FT536 is designed as a first-in-class, off-the-shelf, CAR natural killer (NK) cell product candidate. It is derived from a clonal master induced pluripotent stem cell line that undergoes multiple gene-editing steps with an undisclosed gene-editing modality, including the incorporation of a unique CAR that targets MICA and MICB, immune-activating stress proteins that are abundantly expressed by many solid and haematopoeitic tumour types, and which can be bound by NK cells and CD8+ T cells to activate a potent cytotoxic response.
FT536 also harbours a so-called ‘Universal Secondary Engager’, which is a modified CD16 receptor that is engineered to prevent its down-regulation and to enhance its binding to tumour-targeting antibodies. Additional edits include the addition of an IL-15 receptor fusion that augments NK cell activity as well as knockout of the CD38 gene, which promotes cell persistence and function in the hostile tumour microenvironment.
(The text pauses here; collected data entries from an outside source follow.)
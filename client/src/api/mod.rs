//! REST API Client
//!
//! Thin typed wrapper over the Neswara REST API. Every call attaches the
//! bearer token when one is held and converts failures into [`ApiError`].
//! A `401` clears the held token and fires the unauthorized hook so the
//! access-control store can fall back to the guest state.

pub mod activity;
pub mod auth;
pub mod comments;
pub mod likes;
pub mod news;
pub mod roles;
pub mod taxonomy;
pub mod users;
pub mod videos;

use std::sync::Arc;
use std::time::Duration;

use reqwest::{Client as HttpClient, Method, RequestBuilder, StatusCode};
use serde::de::DeserializeOwned;
use serde::Serialize;
use serde_json::Value;
use tokio::sync::RwLock;
use tracing::{debug, error, warn};
use url::Url;

use crate::error::{ApiError, ApiResult};

/// Callback fired when the server reports the session as invalid.
pub type UnauthorizedHook = Arc<dyn Fn() + Send + Sync>;

/// Authentication state held by the client.
#[derive(Debug, Default)]
pub struct AuthState {
    /// Bearer token attached to requests.
    pub access_token: Option<String>,
}

/// HTTP client for the Neswara API.
#[derive(Clone)]
pub struct ApiClient {
    http: HttpClient,
    base_url: String,
    auth: Arc<RwLock<AuthState>>,
    on_unauthorized: Arc<std::sync::RwLock<Option<UnauthorizedHook>>>,
}

impl std::fmt::Debug for ApiClient {
    fn fmt(&self, f: &mut std::fmt::Formatter<'_>) -> std::fmt::Result {
        f.debug_struct("ApiClient")
            .field("base_url", &self.base_url)
            .finish_non_exhaustive()
    }
}

impl ApiClient {
    /// Create a client for the given API base URL.
    pub fn new(base_url: &str, timeout: Duration) -> ApiResult<Self> {
        let http = HttpClient::builder().timeout(timeout).build()?;
        let base_url = base_url.trim_end_matches('/').to_string();
        Url::parse(&base_url)
            .map_err(|e| ApiError::InvalidResponse(format!("invalid API base URL: {e}")))?;

        Ok(Self {
            http,
            base_url,
            auth: Arc::new(RwLock::new(AuthState::default())),
            on_unauthorized: Arc::new(std::sync::RwLock::new(None)),
        })
    }

    /// API base URL without a trailing slash.
    pub fn base_url(&self) -> &str {
        &self.base_url
    }

    /// Replace the held bearer token.
    pub async fn set_token(&self, token: Option<String>) {
        self.auth.write().await.access_token = token;
    }

    /// Currently held bearer token.
    pub async fn token(&self) -> Option<String> {
        self.auth.read().await.access_token.clone()
    }

    /// Check if a token is held.
    pub async fn is_authenticated(&self) -> bool {
        self.auth.read().await.access_token.is_some()
    }

    /// Install the callback fired on `401` responses.
    pub fn set_unauthorized_hook(&self, hook: UnauthorizedHook) {
        let mut slot = self
            .on_unauthorized
            .write()
            .unwrap_or_else(std::sync::PoisonError::into_inner);
        *slot = Some(hook);
    }

    fn url(&self, path: &str, query: &[(&str, String)]) -> ApiResult<Url> {
        let mut url = Url::parse(&format!("{}{}", self.base_url, path))
            .map_err(|e| ApiError::InvalidResponse(format!("invalid request URL: {e}")))?;
        if !query.is_empty() {
            let mut pairs = url.query_pairs_mut();
            for (key, value) in query {
                pairs.append_pair(key, value);
            }
        }
        Ok(url)
    }

    async fn request(
        &self,
        method: Method,
        path: &str,
        query: &[(&str, String)],
    ) -> ApiResult<RequestBuilder> {
        let url = self.url(path, query)?;
        let mut builder = self.http.request(method, url);
        if let Some(token) = self.token().await {
            builder = builder.header("Authorization", format!("Bearer {token}"));
        }
        Ok(builder)
    }

    async fn execute(&self, builder: RequestBuilder, what: &str) -> ApiResult<Envelope> {
        let response = builder.send().await.map_err(|e| {
            error!("Failed to {}: {}", what, e);
            ApiError::Network(e)
        })?;

        let status = response.status();
        let text = response.text().await.unwrap_or_default();
        let body: Value = if text.trim().is_empty() {
            Value::Null
        } else {
            serde_json::from_str(&text).unwrap_or(Value::Null)
        };
        let message = body
            .get("message")
            .and_then(Value::as_str)
            .map(str::to_string);

        if status == StatusCode::UNAUTHORIZED {
            warn!("Session rejected while trying to {}", what);
            self.invalidate_session().await;
            return Err(ApiError::Unauthorized {
                message: message.unwrap_or_default(),
            });
        }

        if !status.is_success() {
            error!("Failed to {}: {} - {}", what, status, text);
            return Err(ApiError::Status {
                status: status.as_u16(),
                message: message.unwrap_or_default(),
            });
        }

        debug!("{} succeeded ({})", what, status);
        Ok(Envelope { message, body })
    }

    async fn invalidate_session(&self) {
        self.set_token(None).await;
        let hook = self
            .on_unauthorized
            .read()
            .unwrap_or_else(std::sync::PoisonError::into_inner)
            .clone();
        if let Some(hook) = hook {
            hook();
        }
    }

    pub(crate) async fn get(
        &self,
        path: &str,
        query: &[(&str, String)],
        what: &str,
    ) -> ApiResult<Envelope> {
        let builder = self.request(Method::GET, path, query).await?;
        self.execute(builder, what).await
    }

    pub(crate) async fn post<B: Serialize + ?Sized>(
        &self,
        path: &str,
        query: &[(&str, String)],
        body: &B,
        what: &str,
    ) -> ApiResult<Envelope> {
        let builder = self.request(Method::POST, path, query).await?.json(body);
        self.execute(builder, what).await
    }

    pub(crate) async fn put<B: Serialize + ?Sized>(
        &self,
        path: &str,
        body: &B,
        what: &str,
    ) -> ApiResult<Envelope> {
        let builder = self.request(Method::PUT, path, &[]).await?.json(body);
        self.execute(builder, what).await
    }

    pub(crate) async fn delete(&self, path: &str, what: &str) -> ApiResult<Envelope> {
        let builder = self.request(Method::DELETE, path, &[]).await?;
        self.execute(builder, what).await
    }

    /// Fail fast when an endpoint needs a session and none is held.
    pub(crate) async fn require_token(&self) -> ApiResult<()> {
        if self.is_authenticated().await {
            Ok(())
        } else {
            Err(ApiError::NotAuthenticated)
        }
    }
}

/// Successful response body.
///
/// The API wraps payloads in differently named fields per endpoint
/// (`data`, `user`, `token`, ...), so the body is kept as JSON and fields
/// are pulled out by name.
#[derive(Debug, Clone)]
pub struct Envelope {
    message: Option<String>,
    body: Value,
}

impl Envelope {
    /// Server-provided message, if any.
    pub fn message(&self) -> Option<&str> {
        self.message.as_deref()
    }

    /// Take the server message, for mutation acknowledgements.
    pub fn into_message(self) -> Option<String> {
        self.message
    }

    /// Decode a required payload field.
    pub fn field<T: DeserializeOwned>(&self, key: &str) -> ApiResult<T> {
        let value = self
            .body
            .get(key)
            .filter(|v| !v.is_null())
            .ok_or_else(|| ApiError::InvalidResponse(format!("missing `{key}`")))?;
        serde_json::from_value(value.clone())
            .map_err(|e| ApiError::InvalidResponse(format!("bad `{key}`: {e}")))
    }

    /// Decode an optional payload field.
    pub fn optional_field<T: DeserializeOwned>(&self, key: &str) -> ApiResult<Option<T>> {
        match self.body.get(key) {
            None | Some(Value::Null) => Ok(None),
            Some(value) => serde_json::from_value(value.clone())
                .map(Some)
                .map_err(|e| ApiError::InvalidResponse(format!("bad `{key}`: {e}"))),
        }
    }

    #[cfg(test)]
    pub(crate) fn from_json(body: Value) -> Self {
        let message = body
            .get("message")
            .and_then(Value::as_str)
            .map(str::to_string);
        Self { message, body }
    }
}

/// Standard list query parameters (`page`, `limit`, `order`).
pub(crate) fn page_query(
    page: u32,
    limit: u32,
    order: nw_common::SortOrder,
) -> Vec<(&'static str, String)> {
    vec![
        ("page", page.to_string()),
        ("limit", limit.to_string()),
        ("order", order.as_str().to_string()),
    ]
}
FT536 is now being evaluated in a Phase 1 dose-finding study with five enroled participants, where it is given in combination with a monoclonal antibody following lymphodepletion in participants with colorectal cancer, pancreatic cancer and gastrooesophageal cancer, as well non-small cell lung cancer, breast cancer, ovarian cancer and head and neck cancer. The study consists of a dose-escalation stage and an expansion stage where participants will be enroled into indication-specific cohorts.
The estimated primary completion date for the FT536 trial is June 2024. The off-the-shelf treatment regimen is designed to be administered in the outpatient setting. You can read more about the therapeutic strategy and research supporting FT536 here.
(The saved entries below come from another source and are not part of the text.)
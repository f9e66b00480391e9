//! Shared Types

pub mod activity;
pub mod comment;
pub mod content;
pub mod page;
pub mod role;
pub mod user;

pub use activity::*;
pub use comment::*;
pub use content::*;
pub use page::*;
pub use role::*;
pub use user::*;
PD-1 knockout T cells for advanced hepatocellular carcinoma (Phase 1)
Central South University (China) is sponsoring a Phase 1 trial for PD-1 knockout engineered T cells in combination with transcatheter arterial chemoembolization (TACE) in patients with advanced hepatocellular carcinoma (HCC). The experimental T cells are patient-derived (autologous) and CRISPR-edited to knock out the checkpoint inhibitor PD-1.
HCC is the most prevalent type of primary liver cancer and occurs most often in individuals with pre-existing liver disease, e.g., cirrhosis caused by hepatitis B/C viral infection. TACE is a minimally invasive, targeted treatment for some advanced liver tumours that are not suitable for surgical removal. Here, a catheter is threaded through an artery in the groin to the site of the tumour. The hepatic artery's blood supply to the tumour is then blocked, and chemotherapeutic drugs are dispensed to the tumour through the catheter.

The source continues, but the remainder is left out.